Your task is to copy all of the entries exactly as they are given.

• _Supplied records_:
══════════════════════════════

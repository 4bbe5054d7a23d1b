use clap::{Parser, Subcommand};
use std::io::Write;
use std::path::PathBuf;
use std::time::{Duration, Instant};
use tracing::{debug, info};
use tracing_subscriber::EnvFilter;

use zigbee_port::config::{Config, ConfigLoader, LogFormat, LoggingConfig};
use zigbee_port::port::{DongleConnector, PortTarget, TransportPort, ZigBeePort};

// Command-line arguments
#[derive(Parser, Debug)]
#[command(
    version,
    about = "Raw byte-stream access to ZigBee coordinator dongles.",
    long_about = "Opens a serial or network-attached ZigBee dongle through the same buffered transport port a protocol stack would use, and lets an operator watch or poke the raw byte stream."
)]
struct Args {
    /// Configuration file (overrides the standard search locations).
    #[arg(short, long, global = true)]
    config: Option<PathBuf>,

    #[command(subcommand)]
    command: Command,
}

#[derive(Subcommand, Debug)]
enum Command {
    /// List serial ports present on this machine.
    List,

    /// Print every byte received from a dongle as hex.
    Monitor {
        /// Target: tcp://host:port, serial:///dev/ttyUSB0@115200, or an alias.
        target: String,

        /// Stop after this many milliseconds (runs until the link drops if unset).
        #[arg(long)]
        duration_ms: Option<u64>,
    },

    /// Send a hex payload, then print whatever comes back.
    Send {
        /// Target: tcp://host:port, serial:///dev/ttyUSB0@115200, or an alias.
        target: String,

        /// Payload as hex, e.g. "1AC038BC7E" or "1a c0 38 bc 7e".
        payload: String,

        /// How long to collect the response.
        #[arg(long, default_value_t = 1000)]
        wait_ms: u64,
    },
}

const BYTES_PER_LINE: usize = 16;

fn main() -> Result<(), Box<dyn std::error::Error>> {
    let args = Args::parse();

    let config = match &args.config {
        Some(path) => ConfigLoader::load_from(path)?.into_config(),
        None => ConfigLoader::load()?.into_config(),
    };
    init_logging(&config.logging);

    match args.command {
        Command::List => list_ports(),
        Command::Monitor {
            target,
            duration_ms,
        } => {
            let port = open_port(&config, &target)?;
            let deadline = duration_ms.map(|ms| Instant::now() + Duration::from_millis(ms));
            dump_until(&port, deadline)?;
            port.close();
            info!(stats = ?port.stats(), "Monitor finished");
            Ok(())
        }
        Command::Send {
            target,
            payload,
            wait_ms,
        } => {
            let bytes = parse_hex(&payload)?;
            let port = open_port(&config, &target)?;
            port.write(&bytes);
            debug!(len = bytes.len(), "Payload sent");
            dump_until(&port, Some(Instant::now() + Duration::from_millis(wait_ms)))?;
            port.close();
            Ok(())
        }
    }
}

/// Install the global tracing subscriber. Logs go to stderr; stdout carries data.
fn init_logging(logging: &LoggingConfig) {
    let filter = EnvFilter::try_from_default_env()
        .unwrap_or_else(|_| EnvFilter::new(&logging.level));
    let builder = tracing_subscriber::fmt()
        .with_env_filter(filter)
        .with_writer(std::io::stderr);

    match logging.format {
        LogFormat::Json => builder.json().init(),
        LogFormat::Pretty => builder.pretty().init(),
        LogFormat::Compact => builder.compact().init(),
    }
}

fn list_ports() -> Result<(), Box<dyn std::error::Error>> {
    let ports = serialport::available_ports()?;
    if ports.is_empty() {
        println!("No serial ports found.");
    }
    for port in ports {
        let kind = match port.port_type {
            serialport::SerialPortType::UsbPort(info) => format!(
                "USB {:04x}:{:04x} {}",
                info.vid,
                info.pid,
                info.product.unwrap_or_default()
            ),
            serialport::SerialPortType::PciPort => "PCI".to_string(),
            serialport::SerialPortType::BluetoothPort => "Bluetooth".to_string(),
            serialport::SerialPortType::Unknown => "Unknown".to_string(),
        };
        println!("{:<24} {}", port.port_name, kind);
    }
    Ok(())
}

fn open_port(
    config: &Config,
    target: &str,
) -> Result<TransportPort<DongleConnector>, Box<dyn std::error::Error>> {
    let resolved = config.serial.resolve_port(target);
    let target = PortTarget::parse(&resolved, &config.target_defaults())?;
    let port = TransportPort::with_settings(target.connector(), config.port_settings());
    port.open()?;
    Ok(port)
}

/// Print received bytes as hex lines until `deadline` or until the link drops.
fn dump_until(
    port: &TransportPort<DongleConnector>,
    deadline: Option<Instant>,
) -> std::io::Result<()> {
    let stdout = std::io::stdout();
    let mut out = stdout.lock();
    let mut line = Vec::with_capacity(BYTES_PER_LINE);

    loop {
        let wait = match deadline {
            Some(deadline) => {
                let remaining = deadline.saturating_duration_since(Instant::now());
                if remaining.is_zero() {
                    break;
                }
                remaining.min(Duration::from_millis(250))
            }
            None => Duration::from_millis(250),
        };

        match port.read_timeout(wait) {
            Some(byte) => {
                line.push(byte);
                if line.len() == BYTES_PER_LINE {
                    writeln!(out, "{}", format_hex(&line))?;
                    line.clear();
                }
            }
            None => {
                if !line.is_empty() {
                    writeln!(out, "{}", format_hex(&line))?;
                    line.clear();
                }
                if !port.is_open() {
                    info!("Link closed");
                    break;
                }
            }
        }
    }

    if !line.is_empty() {
        writeln!(out, "{}", format_hex(&line))?;
    }
    out.flush()
}

fn format_hex(bytes: &[u8]) -> String {
    bytes
        .iter()
        .map(|b| format!("{b:02X}"))
        .collect::<Vec<_>>()
        .join(" ")
}

fn parse_hex(input: &str) -> Result<Vec<u8>, String> {
    let digits: String = input
        .chars()
        .filter(|c| !c.is_whitespace() && *c != ':' && *c != ',')
        .collect();
    let digits = digits.strip_prefix("0x").unwrap_or(&digits);
    if !digits.chars().all(|c| c.is_ascii_hexdigit()) {
        return Err(format!("'{input}' contains non-hex characters"));
    }
    if digits.is_empty() || digits.len() % 2 != 0 {
        return Err(format!("'{input}' is not an even number of hex digits"));
    }

    (0..digits.len())
        .step_by(2)
        .map(|i| {
            u8::from_str_radix(&digits[i..i + 2], 16)
                .map_err(|_| format!("invalid hex byte '{}'", &digits[i..i + 2]))
        })
        .collect()
}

══════════════════════════════

• _Solution_:
repository 4bbe5054d7a23d1b
use clap::{Parser, Subcommand};
use std::io::Write;
use std::path::PathBuf;
use std::time::{Duration, Instant};
use tracing::{debug, info};
use tracing_subscriber::EnvFilter;

use zigbee_port::config::{Config, ConfigLoader, LogFormat, LoggingConfig};
use zigbee_port::port::{DongleConnector, PortTarget, TransportPort, ZigBeePort};

// Command-line arguments
#[derive(Parser, Debug)]
#[command(
    version,
    about = "Raw byte-stream access to ZigBee coordinator dongles.",
    long_about = "Opens a serial or network-attached ZigBee dongle through the same buffered transport port a protocol stack would use, and lets an operator watch or poke the raw byte stream."
)]
struct Args {
    /// Configuration file (overrides the standard search locations).
    #[arg(short, long, global = true)]
    config: Option<PathBuf>,

    #[command(subcommand)]
    command: Command,
}

#[derive(Subcommand, Debug)]
enum Command {
    /// List serial ports present on this machine.
    List,

    /// Print every byte received from a dongle as hex.
    Monitor {
        /// Target: tcp://host:port, serial:///dev/ttyUSB0@115200, or an alias.
        target: String,

        /// Stop after this many milliseconds (runs until the link drops if unset).
        #[arg(long)]
        duration_ms: Option<u64>,
    },

    /// Send a hex payload, then print whatever comes back.
    Send {
        /// Target: tcp://host:port, serial:///dev/ttyUSB0@115200, or an alias.
        target: String,

        /// Payload as hex, e.g. "1AC038BC7E" or "1a c0 38 bc 7e".
        payload: String,

        /// How long to collect the response.
        #[arg(long, default_value_t = 1000)]
        wait_ms: u64,
    },
}

const BYTES_PER_LINE: usize = 16;

fn main() -> Result<(), Box<dyn std::error::Error>> {
    let args = Args::parse();

    let config = match &args.config {
        Some(path) => ConfigLoader::load_from(path)?.into_config(),
        None => ConfigLoader::load()?.into_config(),
    };
    init_logging(&config.logging);

    match args.command {
        Command::List => list_ports(),
        Command::Monitor {
            target,
            duration_ms,
        } => {
            let port = open_port(&config, &target)?;
            let deadline = duration_ms.map(|ms| Instant::now() + Duration::from_millis(ms));
            dump_until(&port, deadline)?;
            port.close();
            info!(stats = ?port.stats(), "Monitor finished");
            Ok(())
        }
        Command::Send {
            target,
            payload,
            wait_ms,
        } => {
            let bytes = parse_hex(&payload)?;
            let port = open_port(&config, &target)?;
            port.write(&bytes);
            debug!(len = bytes.len(), "Payload sent");
            dump_until(&port, Some(Instant::now() + Duration::from_millis(wait_ms)))?;
            port.close();
            Ok(())
        }
    }
}

/// Install the global tracing subscriber. Logs go to stderr; stdout carries data.
fn init_logging(logging: &LoggingConfig) {
    let filter = EnvFilter::try_from_default_env()
        .unwrap_or_else(|_| EnvFilter::new(&logging.level));
    let builder = tracing_subscriber::fmt()
        .with_env_filter(filter)
        .with_writer(std::io::stderr);

    match logging.format {
        LogFormat::Json => builder.json().init(),
        LogFormat::Pretty => builder.pretty().init(),
        LogFormat::Compact => builder.compact().init(),
    }
}

fn list_ports() -> Result<(), Box<dyn std::error::Error>> {
    let ports = serialport::available_ports()?;
    if ports.is_empty() {
        println!("No serial ports found.");
    }
    for port in ports {
        let kind = match port.port_type {
            serialport::SerialPortType::UsbPort(info) => format!(
                "USB {:04x}:{:04x} {}",
                info.vid,
                info.pid,
                info.product.unwrap_or_default()
            ),
            serialport::SerialPortType::PciPort => "PCI".to_string(),
            serialport::SerialPortType::BluetoothPort => "Bluetooth".to_string(),
            serialport::SerialPortType::Unknown => "Unknown".to_string(),
        };
        println!("{:<24} {}", port.port_name, kind);
    }
    Ok(())
}

fn open_port(
    config: &Config,
    target: &str,
) -> Result<TransportPort<DongleConnector>, Box<dyn std::error::Error>> {
    let resolved = config.serial.resolve_port(target);
    let target = PortTarget::parse(&resolved, &config.target_defaults())?;
    let port = TransportPort::with_settings(target.connector(), config.port_settings());
    port.open()?;
    Ok(port)
}

/// Print received bytes as hex lines until `deadline` or until the link drops.
fn dump_until(
    port: &TransportPort<DongleConnector>,
    deadline: Option<Instant>,
) -> std::io::Result<()> {
    let stdout = std::io::stdout();
    let mut out = stdout.lock();
    let mut line = Vec::with_capacity(BYTES_PER_LINE);

    loop {
        let wait = match deadline {
            Some(deadline) => {
                let remaining = deadline.saturating_duration_since(Instant::now());
                if remaining.is_zero() {
                    break;
                }
                remaining.min(Duration::from_millis(250))
            }
            None => Duration::from_millis(250),
        };

        match port.read_timeout(wait) {
            Some(byte) => {
                line.push(byte);
                if line.len() == BYTES_PER_LINE {
                    writeln!(out, "{}", format_hex(&line))?;
                    line.clear();
                }
            }
            None => {
                if !line.is_empty() {
                    writeln!(out, "{}", format_hex(&line))?;
                    line.clear();
                }
                if !port.is_open() {
                    info!("Link closed");
                    break;
                }
            }
        }
    }

    if !line.is_empty() {
        writeln!(out, "{}", format_hex(&line))?;
    }
    out.flush()
}

fn format_hex(bytes: &[u8]) -> String {
    bytes
        .iter()
        .map(|b| format!("{b:02X}"))
        .collect::<Vec<_>>()
        .join(" ")
}

fn parse_hex(input: &str) -> Result<Vec<u8>, String> {
    let digits: String = input
        .chars()
        .filter(|c| !c.is_whitespace() && *c != ':' && *c != ',')
        .collect();
    let digits = digits.strip_prefix("0x").unwrap_or(&digits);
    if !digits.chars().all(|c| c.is_ascii_hexdigit()) {
        return Err(format!("'{input}' contains non-hex characters"));
    }
    if digits.is_empty() || digits.len() % 2 != 0 {
        return Err(format!("'{input}' is not an even number of hex digits"));
    }

    (0..digits.len())
        .step_by(2)
        .map(|i| {
            u8::from_str_radix(&digits[i..i + 2], 16)
                .map_err(|_| format!("invalid hex byte '{}'", &digits[i..i + 2]))
        })
        .collect()
}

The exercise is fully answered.